-- Problem statement --
Gather every line below where "format" appears.

Start of Source material

use std::path::PathBuf;

use clap::{Args, Parser, Subcommand, ValueEnum};
use floorplan::config::{ConfigError, EditorConfig};
use floorplan::element::{ElementId, TableShape};
use floorplan::error::EditError;
use floorplan::factory::Placeable;
use floorplan::geometry::{Point, Rect, Size};
use floorplan::hit::hit_test;
use floorplan::input::{Button, Modifiers, Tool};
use floorplan::plan::{FloorId, FloorPlan};
use floorplan::session::{Action, EditorSession};
use floorplan::store::{FilePlanStore, PlanId, PlanStore, StoreError};
use floorplan::transform::NodeTransform;
use serde_json::{Value, json};
use tracing::info;

#[derive(Debug, thiserror::Error)]
enum CliError {
    #[error("invalid configuration: {0}")]
    Config(#[from] ConfigError),
    #[error(transparent)]
    Store(#[from] StoreError),
    #[error("edit rejected: {0}")]
    Edit(#[from] EditError),
    #[error("invalid JSON payload: {0}")]
    InvalidJson(#[from] serde_json::Error),
}

#[derive(Parser, Debug)]
#[command(name = "floorplan", about = "Edit restaurant floor plans stored on disk")]
struct Cli {
    /// Directory holding one `<plan-id>.json` per plan.
    #[arg(long, env = "FLOORPLAN_STORE_DIR", default_value = ".floorplans")]
    store_dir: PathBuf,

    #[command(subcommand)]
    command: Command,
}

#[derive(Subcommand, Debug)]
enum Command {
    /// Create an empty plan and print its id.
    New {
        #[arg(long, default_value = "Ground floor")]
        floor_name: String,
    },
    /// Print a plan, or one floor's elements.
    Show {
        plan: String,
        #[arg(long)]
        floor: Option<String>,
    },
    Floor(FloorCommand),
    /// Place a default-sized element at a scene point on the current floor.
    Place {
        plan: String,
        kind: Kind,
        #[arg(long, value_parser = parse_point, allow_hyphen_values = true)]
        at: Point,
    },
    /// Draw a wall between two scene points.
    Wall {
        plan: String,
        #[arg(long, value_parser = parse_point, allow_hyphen_values = true)]
        from: Point,
        #[arg(long, value_parser = parse_point, allow_hyphen_values = true)]
        to: Point,
    },
    /// Drop an element at a new position (snapped).
    Move {
        plan: String,
        element: String,
        #[arg(long, value_parser = parse_point, allow_hyphen_values = true)]
        to: Point,
    },
    /// Scale an element; the scale is folded into its size.
    Resize {
        plan: String,
        element: String,
        #[arg(long, default_value_t = 1.0)]
        scale_x: f64,
        #[arg(long, default_value_t = 1.0)]
        scale_y: f64,
    },
    Rotate {
        plan: String,
        element: String,
        #[arg(allow_negative_numbers = true)]
        degrees: f64,
    },
    /// Group two or more elements.
    Group {
        plan: String,
        #[arg(num_args = 2.., required = true)]
        elements: Vec<String>,
    },
    Ungroup {
        plan: String,
        group: String,
    },
    /// Delete elements. Deleting a group keeps its members.
    Delete {
        plan: String,
        #[arg(required = true)]
        elements: Vec<String>,
    },
    /// Print the ids a marquee between two scene points would select.
    Select {
        plan: String,
        #[arg(long, value_parser = parse_point, allow_hyphen_values = true)]
        from: Point,
        #[arg(long, value_parser = parse_point, allow_hyphen_values = true)]
        to: Point,
    },
    /// Print the top-most element under a scene point.
    Hit {
        plan: String,
        #[arg(long, value_parser = parse_point, allow_hyphen_values = true)]
        at: Point,
    },
    /// Fit the stage into a viewport of the given pixel size and store the view.
    Fit {
        plan: String,
        #[arg(long)]
        width: f64,
        #[arg(long)]
        height: f64,
    },
}

#[derive(Args, Debug)]
struct FloorCommand {
    #[command(subcommand)]
    command: FloorSubcommand,
}

#[derive(Subcommand, Debug)]
enum FloorSubcommand {
    List { plan: String },
    Add { plan: String, name: String },
    Rename { plan: String, floor: String, name: String },
    Delete { plan: String, floor: String },
    Switch { plan: String, floor: String },
}

#[derive(ValueEnum, Debug, Clone, Copy)]
enum Kind {
    RoundTable,
    SquareTable,
    RectangleTable,
    OvalTable,
    Wall,
    Door,
    Window,
}

impl Kind {
    fn placeable(self) -> Placeable {
        match self {
            Self::RoundTable => Placeable::Table(TableShape::Circle),
            Self::SquareTable => Placeable::Table(TableShape::Square),
            Self::RectangleTable => Placeable::Table(TableShape::Rectangle),
            Self::OvalTable => Placeable::Table(TableShape::Oval),
            Self::Wall => Placeable::Wall,
            Self::Door => Placeable::Door,
            Self::Window => Placeable::Window,
        }
    }
}

fn parse_point(raw: &str) -> Result<Point, String> {
    let (x, y) = raw.split_once(',').ok_or_else(|| format!("expected X,Y, got {raw:?}"))?;
    let x = x.trim().parse::<f64>().map_err(|e| format!("bad x in {raw:?}: {e}"))?;
    let y = y.trim().parse::<f64>().map_err(|e| format!("bad y in {raw:?}: {e}"))?;
    Ok(Point::new(x, y))
}

/// The plan store plus the editor tunables every session is opened with.
struct Workspace {
    store: FilePlanStore,
    config: EditorConfig,
}

impl Workspace {
    fn open(&self, plan: &str) -> Result<(PlanId, EditorSession), CliError> {
        let id = PlanId::new(plan);
        let plan = self.store.load(&id)?;
        Ok((id, EditorSession::new(plan, self.config)))
    }

    fn commit(&mut self, id: &PlanId, session: &EditorSession) -> Result<(), CliError> {
        self.store.update(id, &session.snapshot())?;
        Ok(())
    }

    /// Open a plan, run one edit, save, and print what changed.
    fn edit(
        &mut self,
        plan: &str,
        f: impl FnOnce(&mut EditorSession) -> Result<Vec<Action>, CliError>,
    ) -> Result<(), CliError> {
        let (id, mut session) = self.open(plan)?;
        let actions = f(&mut session)?;
        self.commit(&id, &session)?;
        report(&actions)
    }
}

fn main() -> Result<(), CliError> {
    tracing_subscriber::fmt().with_writer(std::io::stderr).init();

    let cli = Cli::parse();
    let config = EditorConfig::from_env()?;
    let mut ws = Workspace { store: FilePlanStore::new(cli.store_dir), config };

    match cli.command {
        Command::New { floor_name } => {
            let id = ws.store.save(&FloorPlan::new(floor_name))?;
            info!(plan = %id, "created plan");
            println!("{id}");
            Ok(())
        }
        Command::Show { plan, floor } => run_show(&ws, &plan, floor),
        Command::Floor(cmd) => run_floor(&mut ws, cmd),
        Command::Place { plan, kind, at } => ws.edit(&plan, |s| Ok(s.place_element(kind.placeable(), at))),
        Command::Wall { plan, from, to } => ws.edit(&plan, |s| Ok(draw_wall(s, from, to))),
        Command::Move { plan, element, to } => {
            ws.edit(&plan, |s| Ok(s.move_element(&ElementId::new(element), to)?))
        }
        Command::Resize { plan, element, scale_x, scale_y } => ws.edit(&plan, |s| {
            let id = ElementId::new(element);
            let current = s.element(&id).ok_or_else(|| EditError::UnknownElement(id.clone()))?;
            let mut node = NodeTransform { scale_x, scale_y, ..NodeTransform::of(current) };
            Ok(s.commit_transform(&id, &mut node)?)
        }),
        Command::Rotate { plan, element, degrees } => {
            ws.edit(&plan, |s| Ok(s.rotate_element(&ElementId::new(element), degrees)?))
        }
        Command::Group { plan, elements } => ws.edit(&plan, |s| {
            select_all(s, &elements);
            Ok(s.group_selection()?)
        }),
        Command::Ungroup { plan, group } => ws.edit(&plan, |s| Ok(s.ungroup(&ElementId::new(group))?)),
        Command::Delete { plan, elements } => ws.edit(&plan, |s| {
            for raw in &elements {
                let id = ElementId::new(raw.as_str());
                if s.element(&id).is_none() {
                    return Err(EditError::UnknownElement(id).into());
                }
            }
            select_all(s, &elements);
            Ok(s.delete_selected()?)
        }),
        Command::Select { plan, from, to } => {
            let (_, mut session) = ws.open(&plan)?;
            session.select_in_rect(&Rect::from_corners(from, to));
            print_json(&serde_json::to_value(session.selection.ids())?)
        }
        Command::Hit { plan, at } => {
            let (_, session) = ws.open(&plan)?;
            let hit = hit_test(at, session.floors.active());
            print_json(&serde_json::to_value(hit)?)
        }
        Command::Fit { plan, width, height } => ws.edit(&plan, |s| Ok(s.fit_to_stage(Size::new(width, height)))),
    }
}

fn run_show(ws: &Workspace, plan: &str, floor: Option<String>) -> Result<(), CliError> {
    let (_, session) = ws.open(plan)?;
    let Some(floor) = floor else {
        println!("{}", session.floors.plan().to_json().map_err(StoreError::from)?);
        return Ok(());
    };
    let id = FloorId::new(floor);
    let floor = session.floors.plan().floor(&id).ok_or(EditError::UnknownFloor(id))?;
    print_json(&serde_json::to_value(&floor.elements)?)
}

fn run_floor(ws: &mut Workspace, cmd: FloorCommand) -> Result<(), CliError> {
    match cmd.command {
        FloorSubcommand::List { plan } => {
            let (_, session) = ws.open(&plan)?;
            let active = session.floors.active_id();
            let floors: Vec<Value> = session
                .floors
                .floors()
                .iter()
                .map(|f| {
                    json!({
                        "id": f.id.as_str(),
                        "name": f.name,
                        "level": f.level,
                        "elements": f.elements.len(),
                        "current": &f.id == active,
                    })
                })
                .collect();
            print_json(&Value::Array(floors))
        }
        FloorSubcommand::Add { plan, name } => ws.edit(&plan, |s| {
            let (_, actions) = s.add_floor(&name);
            Ok(actions)
        }),
        FloorSubcommand::Rename { plan, floor, name } => ws.edit(&plan, |s| {
            s.rename_floor(&FloorId::new(floor), &name)?;
            Ok(Vec::new())
        }),
        FloorSubcommand::Delete { plan, floor } => ws.edit(&plan, |s| Ok(s.delete_floor(&FloorId::new(floor))?)),
        FloorSubcommand::Switch { plan, floor } => ws.edit(&plan, |s| Ok(s.switch_floor(&FloorId::new(floor))?)),
    }
}

/// Replay a wall drag through the session's pointer handlers.
fn draw_wall(session: &mut EditorSession, from: Point, to: Point) -> Vec<Action> {
    let down = session.viewport.scene_to_screen(from);
    let up = session.viewport.scene_to_screen(to);
    let mut actions = session.set_tool(Tool::Wall);
    actions.extend(session.on_pointer_down(down, Button::Primary, Modifiers::default()));
    actions.extend(session.on_pointer_move(up, Modifiers::default()));
    actions.extend(session.on_pointer_up(up, Button::Primary, Modifiers::default()));
    actions
}

/// Replace the selection with the given ids, in order, ignoring repeats.
fn select_all(session: &mut EditorSession, raw_ids: &[String]) {
    session.select_element(None, false);
    for raw in raw_ids {
        let id = ElementId::new(raw.as_str());
        if !session.selection.is_selected(&id) {
            session.select_element(Some(id), true);
        }
    }
}

fn report(actions: &[Action]) -> Result<(), CliError> {
    let mut changes = Vec::new();
    for action in actions {
        let change = match action {
            Action::ElementCreated(e) => json!({ "created": serde_json::to_value(e)? }),
            Action::ElementUpdated(e) => json!({ "updated": serde_json::to_value(e)? }),
            Action::ElementDeleted { id } => json!({ "deleted": id.as_str() }),
            Action::FloorSwitched { id } => json!({ "floor": id.as_str() }),
            Action::SelectionChanged | Action::ViewportChanged | Action::RenderNeeded => continue,
        };
        changes.push(change);
    }
    print_json(&Value::Array(changes))
}

fn print_json(value: &Value) -> Result<(), CliError> {
    println!("{}", serde_json::to_string_pretty(value)?);
    Ok(())
}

End of Source material

-- Reply to the task --
    let (x, y) = raw.split_once(',').ok_or_else(|| format!("expected X,Y, got {raw:?}"))?;
    let x = x.trim().parse::<f64>().map_err(|e| format!("bad x in {raw:?}: {e}"))?;
    let y = y.trim().parse::<f64>().map_err(|e| format!("bad y in {raw:?}: {e}"))?;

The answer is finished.